======== Data records ========
//! Table descriptors and the three row views of a record.
//!
//! A user record participates in queries through three parallel shapes: the
//! storage row (plain values), the expression row (one [Expr] per column,
//! bound to a table alias) and the assignment row (one [Column] handle per
//! column, used by INSERT and UPDATE). The [Table] trait relates them; the
//! [table!] macro generates all three from one definition.

use serde::Serialize;

use crate::expr::{Expr, ExprKind};
use crate::query::{Assignment, Delete, InsertBuilder, Select, SourceId, UpdateBuilder};
use crate::queryable::Queryable;
use crate::types::{SqlType, TypeCode};

#[derive(Debug, Clone, Copy, PartialEq, Eq, Serialize)]
pub struct ColumnDef {
    pub name: &'static str,
    pub type_code: TypeCode,
    pub primary_key: bool,
    pub auto_increment: bool,
}

#[derive(Debug, Clone, Copy, PartialEq, Eq, Serialize)]
pub struct TableSchema {
    /// Raw identifier; passed through the installed table name mapper.
    pub name: &'static str,
    pub columns: &'static [ColumnDef],
}

/// Assignment-position handle for one column.
#[derive(Debug)]
pub struct Column<T> {
    name: &'static str,
    marker: std::marker::PhantomData<fn() -> T>,
}

impl<T> Clone for Column<T> {
    fn clone(&self) -> Self {
        *self
    }
}

impl<T> Copy for Column<T> {}

impl<T: SqlType> Column<T> {
    pub fn new(name: &'static str) -> Self {
        Column {
            name,
            marker: std::marker::PhantomData,
        }
    }

    pub fn name(&self) -> &'static str {
        self.name
    }

    /// `column = value` for INSERT and UPDATE SET lists.
    pub fn set(self, value: impl Into<Expr<T>>) -> Assignment {
        Assignment {
            column: self.name,
            value: value.into().kind,
        }
    }

    /// The column as an expression bound to `source`. Exists for the
    /// [crate::table!] expansion; prefer the generated expression view.
    #[doc(hidden)]
    pub fn expr(self, source: SourceId) -> Expr<T> {
        Expr::column(source, self.name)
    }
}

/// A user record mapped to a table.
pub trait Table: Sized + 'static {
    /// Storage-position shape (plain values).
    type Row;

    /// Query-position shape (expressions bound to a table alias).
    type Expr: Queryable<Row = Self::Row>;

    /// Assignment-position shape (column handles).
    type Assign: Clone;

    fn schema() -> &'static TableSchema;

    /// The expression row bound to `source`.
    fn exprs(source: SourceId) -> Self::Expr;

    fn cols() -> Self::Assign;

    fn select() -> Select<Self::Expr> {
        Select::from_table::<Self>()
    }

    fn insert() -> InsertBuilder<Self> {
        InsertBuilder::new()
    }

    fn update(pred: impl FnOnce(Self::Expr) -> Expr<bool>) -> UpdateBuilder<Self> {
        UpdateBuilder::new(pred)
    }

    fn delete(pred: impl FnOnce(Self::Expr) -> Expr<bool>) -> Delete<Self> {
        Delete::new(pred)
    }
}

/// Assignment value that references another column of the same row, for
/// `ON CONFLICT DO UPDATE` sets like `price = excluded.price`.
pub fn excluded<T: SqlType>(column: Column<T>) -> Expr<T> {
    Expr::new(ExprKind::ExcludedColumn(column.name().to_string()))
}

/// Defines a record with its storage, expression and assignment views.
///
/// ```ignore
/// relq::table! {
///     table = "product";
///     pub struct Product / ProductExpr / ProductCols {
///         id: i64 [primary_key auto_increment],
///         kebab_case_name: String,
///         name: String,
///         price: f64,
///     }
/// }
/// ```
#[macro_export]
macro_rules! table {
    (
        table = $table_name:literal;
        $vis:vis struct $row:ident / $exprs:ident / $cols:ident {
            $( $field:ident : $fty:ty $([ $($flag:ident)* ])? ),+ $(,)?
        }
    ) => {
        #[derive(Debug, Clone, PartialEq)]
        $vis struct $row {
            $( pub $field : $fty, )+
        }

        #[derive(Debug, Clone)]
        $vis struct $exprs {
            $( pub $field : $crate::Expr<$fty>, )+
        }

        #[derive(Debug, Clone, Copy)]
        $vis struct $cols {
            $( pub $field : $crate::Column<$fty>, )+
        }

        impl $crate::Table for $row {
            type Row = $row;
            type Expr = $exprs;
            type Assign = $cols;

            fn schema() -> &'static $crate::TableSchema {
                static SCHEMA: $crate::TableSchema = $crate::TableSchema {
                    name: $table_name,
                    columns: &[
                        $( $crate::ColumnDef {
                            name: stringify!($field),
                            type_code: <$fty as $crate::SqlType>::TYPE_CODE,
                            primary_key: $crate::table!(@primary_key $($($flag)*)?),
                            auto_increment: $crate::table!(@auto_increment $($($flag)*)?),
                        }, )+
                    ],
                };
                &SCHEMA
            }

            fn exprs(source: $crate::SourceId) -> $exprs {
                $exprs {
                    $( $field : $crate::Column::<$fty>::new(stringify!($field)).expr(source), )+
                }
            }

            fn cols() -> $cols {
                $cols {
                    $( $field : $crate::Column::new(stringify!($field)), )+
                }
            }
        }

        impl $crate::Queryable for $exprs {
            type Row = $row;

            fn walk(
                &self,
                path: &mut Vec<&'static str>,
                out: &mut Vec<$crate::ProjectedColumn>,
            ) {
                $(
                    path.push(stringify!($field));
                    $crate::Queryable::walk(&self.$field, path, out);
                    path.pop();
                )+
            }

            fn rebind(&self, source: $crate::SourceId, path: &mut Vec<&'static str>) -> Self {
                $exprs {
                    $( $field : {
                        path.push(stringify!($field));
                        let e = $crate::Queryable::rebind(&self.$field, source, path);
                        path.pop();
                        e
                    }, )+
                }
            }

            fn type_codes(&self, out: &mut Vec<$crate::TypeCode>) {
                $( $crate::Queryable::type_codes(&self.$field, out); )+
            }

            fn decode(&self, row: &mut $crate::RowDecoder) -> $crate::Result<$row> {
                Ok($row {
                    $( $field : $crate::Queryable::decode(&self.$field, row)?, )+
                })
            }
        }
    };

    (@primary_key primary_key $($rest:ident)*) => { true };
    (@primary_key $other:ident $($rest:ident)*) => { $crate::table!(@primary_key $($rest)*) };
    (@primary_key) => { false };

    (@auto_increment auto_increment $($rest:ident)*) => { true };
    (@auto_increment $other:ident $($rest:ident)*) => { $crate::table!(@auto_increment $($rest)*) };
    (@auto_increment) => { false };
}

#[cfg(test)]
mod test {
    use crate::Table;

    crate::table! {
        table = "product";
        pub struct Product / ProductExpr / ProductCols {
            id: i64 [primary_key auto_increment],
            kebab_case_name: String,
            name: String,
            price: f64,
        }
    }

    #[test]
    fn test_schema() {
        let schema = Product::schema();
        assert_eq!(schema.name, "product");
        assert_eq!(schema.columns.len(), 4);
        assert!(schema.columns[0].primary_key);
        assert!(schema.columns[0].auto_increment);
        assert!(!schema.columns[2].primary_key);
        assert_eq!(schema.columns[3].name, "price");
    }

    #[test]
    fn test_expr_view_binds_source() {
        let source = crate::SourceId::next();
        let exprs = Product::exprs(source);
        let (col_source, name) = exprs.name.kind().as_column().unwrap();
        assert_eq!(*col_source, source);
        assert_eq!(name, "name");
    }
}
========
**Problem description:** Tally the lines of the data that contain the word "price", and give only that tally.

**Exercise solution:** 4